Послевоенное время было достаточно тяжелое и чтобы поддерживать материальную сторону семьи большинству трудящихся приходилось значительную часть времени проводить в командировках. Отца я практически видел дома только на праздники. Так как он страдал заболеванием желудка, а в последнее время и почек, то в отпуск он уезжал в Ессентуки, Кисловодск, один раз был в Карловых Варах.

Иногда проводили отдых все вместе. Это большей частью было связано со мной.
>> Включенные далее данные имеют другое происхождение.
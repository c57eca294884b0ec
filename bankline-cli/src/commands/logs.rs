//! Logs command - view and manage application logs

use std::path::PathBuf;

use anyhow::{Context, Result};
use clap::Subcommand;
use colored::Colorize;
use dialoguer::Confirm;

use bankline_core::LoggingService;

use crate::output;

#[derive(Subcommand)]
pub enum LogsCommands {
    /// Show recent log entries
    List {
        /// Number of entries to show
        #[arg(short, long, default_value = "50")]
        limit: usize,
        /// Show only errors
        #[arg(long)]
        errors: bool,
        /// Output as JSON
        #[arg(long)]
        json: bool,
    },
    /// Clear old log entries
    Clear {
        /// Delete logs older than N days (0 deletes everything)
        #[arg(long, default_value = "30")]
        older_than_days: u32,
        /// Skip confirmation prompt
        #[arg(long, short = 'f')]
        force: bool,
        /// Output as JSON
        #[arg(long)]
        json: bool,
    },
    /// Show log statistics and database path
    Stats {
        /// Output as JSON
        #[arg(long)]
        json: bool,
    },
    /// Copy the log database to a file for troubleshooting
    Export {
        /// Destination file
        output: PathBuf,
        /// Output as JSON
        #[arg(long)]
        json: bool,
    },
}

fn format_timestamp(timestamp_ms: i64) -> String {
    use chrono::{TimeZone, Utc};
    Utc.timestamp_millis_opt(timestamp_ms)
        .single()
        .map(output::format_time)
        .unwrap_or_else(|| timestamp_ms.to_string())
}

pub fn run(command: LogsCommands, logger: &Option<LoggingService>) -> Result<()> {
    let service = logger
        .as_ref()
        .context("Log database is unavailable")?;

    match command {
        LogsCommands::List { limit, errors, json } => {
            let entries = if errors {
                service.get_errors(limit)?
            } else {
                service.get_recent(limit)?
            };

            if json {
                println!("{}", serde_json::to_string_pretty(&entries)?);
                return Ok(());
            }

            if entries.is_empty() {
                println!("No log entries found.");
                return Ok(());
            }

            let mut table = output::create_table();
            table.set_header(vec!["Time", "Entry", "Event", "Context", "Error"]);

            for entry in &entries {
                let context = [entry.command.as_deref(), entry.operation.as_deref()]
                    .iter()
                    .filter_map(|&s| s)
                    .collect::<Vec<_>>()
                    .join(", ");

                let error = entry.error_kind.clone().unwrap_or_else(|| {
                    if entry.error_message.is_some() {
                        "!".to_string()
                    } else {
                        String::new()
                    }
                });

                table.add_row(vec![
                    format_timestamp(entry.timestamp),
                    entry.entry_point.clone(),
                    entry.event.clone(),
                    context,
                    error.red().to_string(),
                ]);
            }

            println!("{}", table);

            // Show error details if any
            if !errors {
                let recent_errors: Vec<_> = entries
                    .iter()
                    .filter(|e| e.error_message.is_some())
                    .take(3)
                    .collect();
                if !recent_errors.is_empty() {
                    println!();
                    println!("{}", "Recent Errors:".red().bold());
                    for err in recent_errors {
                        println!(
                            "  {} [{}]: {}",
                            format_timestamp(err.timestamp).dimmed(),
                            err.event,
                            err.error_message.as_deref().unwrap_or("Unknown error")
                        );
                    }
                }
            }
        }
        LogsCommands::Clear {
            older_than_days,
            force,
            json,
        } => {
            if !force && !json {
                let prompt = if older_than_days == 0 {
                    "Delete all log entries?".to_string()
                } else {
                    format!("Delete logs older than {} days?", older_than_days)
                };
                if !Confirm::new().with_prompt(prompt).default(false).interact()? {
                    println!("Cancelled.");
                    return Ok(());
                }
            }

            let deleted = service.delete_older_than_days(older_than_days)?;

            if json {
                println!("{}", serde_json::json!({ "deleted": deleted }));
            } else {
                output::success(&format!("Deleted {} log entries", deleted));
            }
        }
        LogsCommands::Stats { json } => {
            let stats = service.stats()?;
            let db_path = service.db_path().to_path_buf();
            let size_bytes = std::fs::metadata(&db_path).map(|m| m.len()).unwrap_or(0);

            if json {
                println!(
                    "{}",
                    serde_json::json!({
                        "total_entries": stats.total,
                        "error_count": stats.errors,
                        "oldest_timestamp": stats.oldest_timestamp,
                        "newest_timestamp": stats.newest_timestamp,
                        "by_event": stats.by_event,
                        "database_path": db_path.to_string_lossy(),
                        "database_size_bytes": size_bytes
                    })
                );
            } else {
                println!("{}", "Log Statistics".bold());
                println!("  Total entries: {}", stats.total);
                println!("  Errors: {}", stats.errors);
                if let (Some(oldest), Some(newest)) = (stats.oldest_timestamp, stats.newest_timestamp) {
                    println!("  Range: {} to {}", format_timestamp(oldest), format_timestamp(newest));
                }
                for (event, count) in &stats.by_event {
                    println!("    {}: {}", event, count);
                }
                println!("  Database: {}", db_path.display());
                println!("  Size: {} bytes", size_bytes);
            }
        }
        LogsCommands::Export { output: path, json } => {
            let exported = service.export(&path)?;

            if json {
                println!("{}", serde_json::json!({ "path": exported.to_string_lossy() }));
            } else {
                output::success(&format!("Exported logs to {}", exported.display()));
            }
        }
    }

    Ok(())
}
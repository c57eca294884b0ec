//! DuckDB repository implementation

use std::path::{Path, PathBuf};
use std::sync::{Mutex, MutexGuard};
use std::thread;
use std::time::Duration;

use chrono::{DateTime, NaiveDateTime, Utc};
use duckdb::{params, Connection};
use rust_decimal::Decimal;
use uuid::Uuid;

use crate::domain::result::{Error, Result};
use crate::domain::{AccountRecord, BalanceCommit, NewAccount, TransactionRecord};
use crate::migrations::MIGRATIONS;
use crate::ports::AccountRepository;
use crate::services::{MigrationResult, MigrationService};

/// Maximum number of retries when database file is locked
const MAX_RETRIES: u32 = 5;

/// Initial retry delay in milliseconds (doubles each retry: 50, 100, 200, 400, 800ms)
const INITIAL_RETRY_DELAY_MS: u64 = 50;

const ACCOUNT_COLUMNS: &str = "account_id, holder_name, account_type, balance, overdraft_limit,
                               version, created_at::VARCHAR, updated_at::VARCHAR";

const TRANSACTION_COLUMNS: &str =
    "transaction_id, account_id, kind, amount, occurred_at::VARCHAR";

/// Check if an error message indicates a file locking issue that should be retried
fn is_retryable_error(err_msg: &str) -> bool {
    let lower = err_msg.to_lowercase();
    // Windows error messages
    lower.contains("being used by another process")
        || lower.contains("cannot access the file")
        // Unix/macOS error messages
        || lower.contains("resource temporarily unavailable")
        || lower.contains("database is locked")
        || lower.contains("file is already open")
}

/// DuckDB repository implementation
pub struct DuckDbRepository {
    conn: Mutex<Connection>,
    db_path: Option<PathBuf>,
}

impl DuckDbRepository {
    /// Open (or create) the ledger database at `db_path`
    ///
    /// Retries with exponential backoff when the file is locked by another
    /// process, e.g. two CLI invocations racing each other.
    pub fn new(db_path: &Path) -> Result<Self> {
        let mut last_error = None;

        for attempt in 0..MAX_RETRIES {
            match Self::try_open_connection(db_path) {
                Ok(conn) => {
                    return Ok(Self {
                        conn: Mutex::new(conn),
                        db_path: Some(db_path.to_path_buf()),
                    });
                }
                Err(e) => {
                    let err_msg = e.to_string();
                    if is_retryable_error(&err_msg) && attempt < MAX_RETRIES - 1 {
                        let delay =
                            Duration::from_millis(INITIAL_RETRY_DELAY_MS * 2u64.pow(attempt));
                        eprintln!(
                            "[bankline] Database busy, retrying in {}ms (attempt {}/{}): {}",
                            delay.as_millis(),
                            attempt + 1,
                            MAX_RETRIES,
                            err_msg
                        );
                        thread::sleep(delay);
                        last_error = Some(e);
                        continue;
                    }
                    return Err(e.into());
                }
            }
        }

        Err(last_error.map(Error::from).unwrap_or_else(|| {
            Error::database(format!("Failed to open database after {} retries", MAX_RETRIES))
        }))
    }

    /// Open a private in-memory database (tests, dry runs)
    pub fn in_memory() -> Result<Self> {
        let config = duckdb::Config::default().enable_autoload_extension(false)?;
        let conn = Connection::open_in_memory_with_flags(config)?;
        Ok(Self {
            conn: Mutex::new(conn),
            db_path: None,
        })
    }

    fn try_open_connection(db_path: &Path) -> duckdb::Result<Connection> {
        // Extension autoloading stays off; nothing here needs extensions
        let config = duckdb::Config::default().enable_autoload_extension(false)?;
        Connection::open_with_flags(db_path, config)
    }

    fn conn(&self) -> Result<MutexGuard<'_, Connection>> {
        self.conn
            .lock()
            .map_err(|e| Error::database(format!("Lock poisoned: {}", e)))
    }

    /// Path of the database file, if file-backed
    pub fn db_path(&self) -> Option<&Path> {
        self.db_path.as_deref()
    }

    /// Run database migrations using the MigrationService
    pub fn run_migrations(&self) -> Result<MigrationResult> {
        let conn = self.conn()?;
        MigrationService::new(&conn, MIGRATIONS)
            .run_pending()
            .map_err(|e| Error::database(e.to_string()))
    }

    /// Ensure database schema exists (runs pending migrations)
    pub fn ensure_schema(&self) -> Result<()> {
        self.run_migrations()?;
        Ok(())
    }

    fn fetch_account(conn: &Connection, id: Uuid) -> Result<Option<AccountRecord>> {
        let sql = format!(
            "SELECT {} FROM sys_accounts WHERE account_id = ?",
            ACCOUNT_COLUMNS
        );
        let mut stmt = conn.prepare(&sql)?;
        let mut rows = stmt.query_map([id.to_string()], RawAccountRow::from_row)?;
        match rows.next() {
            Some(raw) => Ok(Some(raw?.try_into()?)),
            None => Ok(None),
        }
    }

    // === Health checks ===

    /// Transactions whose account no longer exists, as (transaction_id, account_id)
    pub fn find_orphaned_transactions(&self) -> Result<Vec<(String, String)>> {
        let conn = self.conn()?;
        let mut stmt = conn.prepare(
            "SELECT t.transaction_id, t.account_id
             FROM sys_transactions t
             LEFT JOIN sys_accounts a ON t.account_id = a.account_id
             WHERE a.account_id IS NULL
             ORDER BY t.seq",
        )?;
        let rows = stmt
            .query_map([], |row| Ok((row.get(0)?, row.get(1)?)))?
            .collect::<duckdb::Result<Vec<(String, String)>>>()?;
        Ok(rows)
    }

    /// Count stored accounts grouped by their raw type text
    pub fn count_accounts_by_type(&self) -> Result<Vec<(String, i64)>> {
        let conn = self.conn()?;
        let mut stmt = conn.prepare(
            "SELECT account_type, COUNT(*) FROM sys_accounts GROUP BY account_type ORDER BY account_type",
        )?;
        let rows = stmt
            .query_map([], |row| Ok((row.get(0)?, row.get(1)?)))?
            .collect::<duckdb::Result<Vec<(String, i64)>>>()?;
        Ok(rows)
    }
}

impl AccountRepository for DuckDbRepository {
    fn insert_account(&self, account: &NewAccount) -> Result<AccountRecord> {
        let conn = self.conn()?;
        let id = Uuid::new_v4();
        let now = format_timestamp(&Utc::now());

        conn.execute(
            "INSERT INTO sys_accounts (account_id, holder_name, account_type, balance,
                                       overdraft_limit, version, created_at, updated_at)
             VALUES (?, ?, ?, ?, ?, 0, ?, ?)",
            params![
                id.to_string(),
                account.holder_name,
                account.account_type,
                account.balance.to_string(),
                account.overdraft_limit.to_string(),
                now,
                now,
            ],
        )?;

        Self::fetch_account(&conn, id)?
            .ok_or_else(|| Error::database(format!("Inserted account {} not readable", id)))
    }

    fn get_account(&self, id: Uuid) -> Result<Option<AccountRecord>> {
        let conn = self.conn()?;
        Self::fetch_account(&conn, id)
    }

    fn list_accounts(&self) -> Result<Vec<AccountRecord>> {
        let conn = self.conn()?;
        let sql = format!(
            "SELECT {} FROM sys_accounts ORDER BY created_at, account_id",
            ACCOUNT_COLUMNS
        );
        let mut stmt = conn.prepare(&sql)?;
        let raw = stmt
            .query_map([], RawAccountRow::from_row)?
            .collect::<duckdb::Result<Vec<_>>>()?;
        raw.into_iter().map(AccountRecord::try_from).collect()
    }

    /// Delete an account and its transactions in one storage transaction
    fn delete_account(&self, id: Uuid) -> Result<bool> {
        let mut conn = self.conn()?;
        let tx = conn.transaction()?;

        tx.execute(
            "DELETE FROM sys_transactions WHERE account_id = ?",
            params![id.to_string()],
        )?;
        let deleted = tx.execute(
            "DELETE FROM sys_accounts WHERE account_id = ?",
            params![id.to_string()],
        )?;

        tx.commit()?;
        Ok(deleted > 0)
    }

    fn commit(&self, commit: &BalanceCommit) -> Result<AccountRecord> {
        if commit.transaction.account_id != commit.account_id {
            return Err(Error::validation(format!(
                "transaction {} belongs to account {}, not {}",
                commit.transaction.id, commit.transaction.account_id, commit.account_id
            )));
        }

        let mut conn = self.conn()?;
        let tx = conn.transaction()?;
        let account_id = commit.account_id.to_string();

        // Compare-and-swap on version; dropping `tx` without commit rolls back
        let updated = tx.execute(
            "UPDATE sys_accounts
             SET balance = ?, version = version + 1, updated_at = ?
             WHERE account_id = ? AND version = ?",
            params![
                commit.new_balance.to_string(),
                format_timestamp(&Utc::now()),
                account_id,
                commit.expected_version,
            ],
        )?;

        if updated == 0 {
            let exists: i64 = tx.query_row(
                "SELECT COUNT(*) FROM sys_accounts WHERE account_id = ?",
                params![account_id],
                |row| row.get(0),
            )?;
            return Err(if exists == 0 {
                Error::account_not_found(commit.account_id)
            } else {
                Error::conflict(format!(
                    "account {} was modified concurrently (expected version {})",
                    commit.account_id, commit.expected_version
                ))
            });
        }

        let record = &commit.transaction;
        tx.execute(
            "INSERT INTO sys_transactions (transaction_id, account_id, kind, amount, occurred_at)
             VALUES (?, ?, ?, ?, ?)",
            params![
                record.id.to_string(),
                account_id,
                record.kind.as_str(),
                record.amount.to_string(),
                format_timestamp(&record.timestamp),
            ],
        )?;

        let updated_account = Self::fetch_account(&tx, commit.account_id)?
            .ok_or_else(|| Error::account_not_found(commit.account_id))?;

        tx.commit()?;
        Ok(updated_account)
    }

    fn list_transactions(&self, account_id: Uuid) -> Result<Vec<TransactionRecord>> {
        let conn = self.conn()?;
        let sql = format!(
            "SELECT {} FROM sys_transactions WHERE account_id = ? ORDER BY seq",
            TRANSACTION_COLUMNS
        );
        let mut stmt = conn.prepare(&sql)?;
        let raw = stmt
            .query_map([account_id.to_string()], RawTransactionRow::from_row)?
            .collect::<duckdb::Result<Vec<_>>>()?;
        raw.into_iter().map(TransactionRecord::try_from).collect()
    }

    fn count_transactions(&self) -> Result<i64> {
        let conn = self.conn()?;
        let count: i64 =
            conn.query_row("SELECT COUNT(*) FROM sys_transactions", [], |row| row.get(0))?;
        Ok(count)
    }
}

/// Account columns as read from DuckDB, before parsing
struct RawAccountRow {
    id: String,
    holder_name: String,
    account_type: String,
    balance: String,
    overdraft_limit: String,
    version: i64,
    created_at: String,
    updated_at: String,
}

impl RawAccountRow {
    fn from_row(row: &duckdb::Row) -> duckdb::Result<Self> {
        Ok(Self {
            id: row.get(0)?,
            holder_name: row.get(1)?,
            account_type: row.get(2)?,
            balance: row.get(3)?,
            overdraft_limit: row.get(4)?,
            version: row.get(5)?,
            created_at: row.get(6)?,
            updated_at: row.get(7)?,
        })
    }
}

impl TryFrom<RawAccountRow> for AccountRecord {
    type Error = Error;

    fn try_from(raw: RawAccountRow) -> Result<Self> {
        Ok(AccountRecord {
            id: parse_uuid(&raw.id)?,
            holder_name: raw.holder_name,
            account_type: raw.account_type,
            balance: parse_decimal(&raw.balance)?,
            overdraft_limit: parse_decimal(&raw.overdraft_limit)?,
            version: raw.version,
            created_at: parse_timestamp(&raw.created_at)?,
            updated_at: parse_timestamp(&raw.updated_at)?,
        })
    }
}

/// Transaction columns as read from DuckDB, before parsing
struct RawTransactionRow {
    id: String,
    account_id: String,
    kind: String,
    amount: String,
    occurred_at: String,
}

impl RawTransactionRow {
    fn from_row(row: &duckdb::Row) -> duckdb::Result<Self> {
        Ok(Self {
            id: row.get(0)?,
            account_id: row.get(1)?,
            kind: row.get(2)?,
            amount: row.get(3)?,
            occurred_at: row.get(4)?,
        })
    }
}

impl TryFrom<RawTransactionRow> for TransactionRecord {
    type Error = Error;

    fn try_from(raw: RawTransactionRow) -> Result<Self> {
        Ok(TransactionRecord {
            id: parse_uuid(&raw.id)?,
            account_id: parse_uuid(&raw.account_id)?,
            kind: raw.kind.parse()?,
            amount: parse_decimal(&raw.amount)?,
            timestamp: parse_timestamp(&raw.occurred_at)?,
        })
    }
}

// Helper functions

fn parse_uuid(s: &str) -> Result<Uuid> {
    Uuid::parse_str(s).map_err(|e| Error::database(format!("Invalid stored id '{}': {}", s, e)))
}

fn parse_decimal(s: &str) -> Result<Decimal> {
    Decimal::from_str_exact(s.trim())
        .map_err(|e| Error::database(format!("Invalid stored amount '{}': {}", s, e)))
}

/// Format a UTC instant for a DuckDB TIMESTAMP column (microsecond precision)
fn format_timestamp(dt: &DateTime<Utc>) -> String {
    dt.naive_utc().format("%Y-%m-%d %H:%M:%S%.6f").to_string()
}

/// Parse a TIMESTAMP rendered as VARCHAR back into UTC
fn parse_timestamp(s: &str) -> Result<DateTime<Utc>> {
    NaiveDateTime::parse_from_str(s, "%Y-%m-%d %H:%M:%S%.f")
        .or_else(|_| NaiveDateTime::parse_from_str(s, "%Y-%m-%d %H:%M:%S"))
        .or_else(|_| NaiveDateTime::parse_from_str(s, "%Y-%m-%dT%H:%M:%S%.f"))
        .map(|naive| naive.and_utc())
        .map_err(|e| Error::database(format!("Invalid stored timestamp '{}': {}", s, e)))
}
Я имею в виду нашу поездку в Тбилиси в 1950 году, где у отца была ответственная командировка, в Одессу в 1953 году, где я в это время отдыхал в пионерлагере санатория связи, в Репино, когда я готовился к поступлению в институт.

Я не помню серьезных размолвок между родителями, исключая период 51—53 годов. В это время отец был в командировке в Тбилиси. Единственная женщина, которая работала с ним в это время, была Валя Куличкина. Я не думаю, чтобы она могла послужить причиной конфликта (в большей степени в нее были влюблены я, как мальчишка, и Жора Творадзе — главный инженер Тбилисской телефонной сети). Отец после женитьбы любил только одну женщину, мою мать, и был предан ей до конца жизни. Думаю, конфликт был в другом.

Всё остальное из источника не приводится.